(Materials provided begins)
//! Node and face communicators.
//!
//! Interface entities of a process are numbered once in a process-wide
//! *internal* numbering. Each group maps its local interface points (faces)
//! to positions of the internal node (face) communicator. An *external*
//! communicator with a neighbouring rank is a list of internal positions; the
//! lists on both sides have the same length and are aligned entry by entry.
//!
//! Communicators are rebuilt from scratch after every topology change with
//! [`build_communicators`] and validated with [`check_communicators`].

pub mod build;
pub mod check;
pub mod detect;
pub mod sync;

pub use build::build_communicators;
pub use check::{check_communicators, check_local};
pub use detect::flag_interface;
pub use sync::resync_interface;

use crate::topology::entity::GlobalId;
use serde::Serialize;

/// One local item (point index, or face index `4 * tetra + face`) and its
/// position in the internal communicator.
#[derive(Copy, Clone, Debug, PartialEq, Eq, PartialOrd, Ord, Serialize)]
pub struct Slot {
    pub local: usize,
    pub position: usize,
}

/// Process-wide numbering of the interface items of all local groups.
#[derive(Clone, Debug, Default, PartialEq, Eq, Serialize)]
pub struct InternalComm {
    nitem: usize,
    per_group: Vec<Vec<Slot>>,
}

impl InternalComm {
    pub fn new(nitem: usize, per_group: Vec<Vec<Slot>>) -> Self {
        Self { nitem, per_group }
    }

    /// Number of positions.
    pub fn nitem(&self) -> usize {
        self.nitem
    }

    pub fn n_groups(&self) -> usize {
        self.per_group.len()
    }

    /// Slots of group `g`, sorted by local index.
    pub fn slots(&self, g: usize) -> &[Slot] {
        self.per_group.get(g).map(Vec::as_slice).unwrap_or(&[])
    }

    pub(crate) fn footprint(&self) -> usize {
        self.per_group
            .iter()
            .map(|s| s.len() * std::mem::size_of::<Slot>())
            .sum()
    }
}

/// Aligned list of internal positions shared with one neighbouring rank.
#[derive(Clone, Debug, PartialEq, Eq, Serialize)]
pub struct ExternalComm {
    pub peer: usize,
    pub positions: Vec<usize>,
}

impl ExternalComm {
    pub fn len(&self) -> usize {
        self.positions.len()
    }

    pub fn is_empty(&self) -> bool {
        self.positions.is_empty()
    }
}

/// The four communicators of one process.
#[derive(Clone, Debug, Default, PartialEq, Eq, Serialize)]
pub struct Communicators {
    pub int_node: InternalComm,
    pub int_face: InternalComm,
    /// One per neighbouring rank, ordered by rank.
    pub ext_node: Vec<ExternalComm>,
    pub ext_face: Vec<ExternalComm>,
    /// Global id of every internal node position.
    pub node_gids: Vec<GlobalId>,
    /// Sorted global ids of every internal face position.
    pub face_keys: Vec<[GlobalId; 3]>,
    /// `(group, face index)` of interface faces that lost to a coincident
    /// candidate and are in no communicator.
    pub superseded_faces: Vec<(usize, usize)>,
}

impl Communicators {
    pub fn ext_node_with(&self, peer: usize) -> Option<&ExternalComm> {
        self.ext_node.iter().find(|c| c.peer == peer)
    }

    pub fn ext_face_with(&self, peer: usize) -> Option<&ExternalComm> {
        self.ext_face.iter().find(|c| c.peer == peer)
    }

    /// Global ids of the points shared with other ranks.
    pub fn shared_node_gids(&self) -> impl Iterator<Item = GlobalId> + '_ {
        self.ext_node
            .iter()
            .flat_map(|c| c.positions.iter().map(|&p| self.node_gids[p]))
    }

    /// Face keys of the faces shared with other ranks.
    pub fn shared_face_keys(&self) -> impl Iterator<Item = [GlobalId; 3]> + '_ {
        self.ext_face
            .iter()
            .flat_map(|c| c.positions.iter().map(|&p| self.face_keys[p]))
    }

    /// Bytes these communicators charge against the memory budget.
    pub fn footprint(&self) -> usize {
        let ext: usize = self
            .ext_node
            .iter()
            .chain(&self.ext_face)
            .map(|c| c.len() * std::mem::size_of::<usize>())
            .sum();
        self.int_node.footprint()
            + self.int_face.footprint()
            + ext
            + self.node_gids.len() * std::mem::size_of::<GlobalId>()
            + self.face_keys.len() * std::mem::size_of::<[GlobalId; 3]>()
            + self.superseded_faces.len() * std::mem::size_of::<(usize, usize)>()
    }
}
(Materials provided ends)
• _Problem_: Restate verbatim all lines from the start of the data through the line containing "the internal communicator.", with both ends kept.

• _Reply_:
//! Node and face communicators.
//!
//! Interface entities of a process are numbered once in a process-wide
//! *internal* numbering. Each group maps its local interface points (faces)
//! to positions of the internal node (face) communicator. An *external*
//! communicator with a neighbouring rank is a list of internal positions; the
//! lists on both sides have the same length and are aligned entry by entry.
//!
//! Communicators are rebuilt from scratch after every topology change with
//! [`build_communicators`] and validated with [`check_communicators`].

pub mod build;
pub mod check;
pub mod detect;
pub mod sync;

pub use build::build_communicators;
pub use check::{check_communicators, check_local};
pub use detect::flag_interface;
pub use sync::resync_interface;

use crate::topology::entity::GlobalId;
use serde::Serialize;

/// One local item (point index, or face index `4 * tetra + face`) and its
/// position in the internal communicator.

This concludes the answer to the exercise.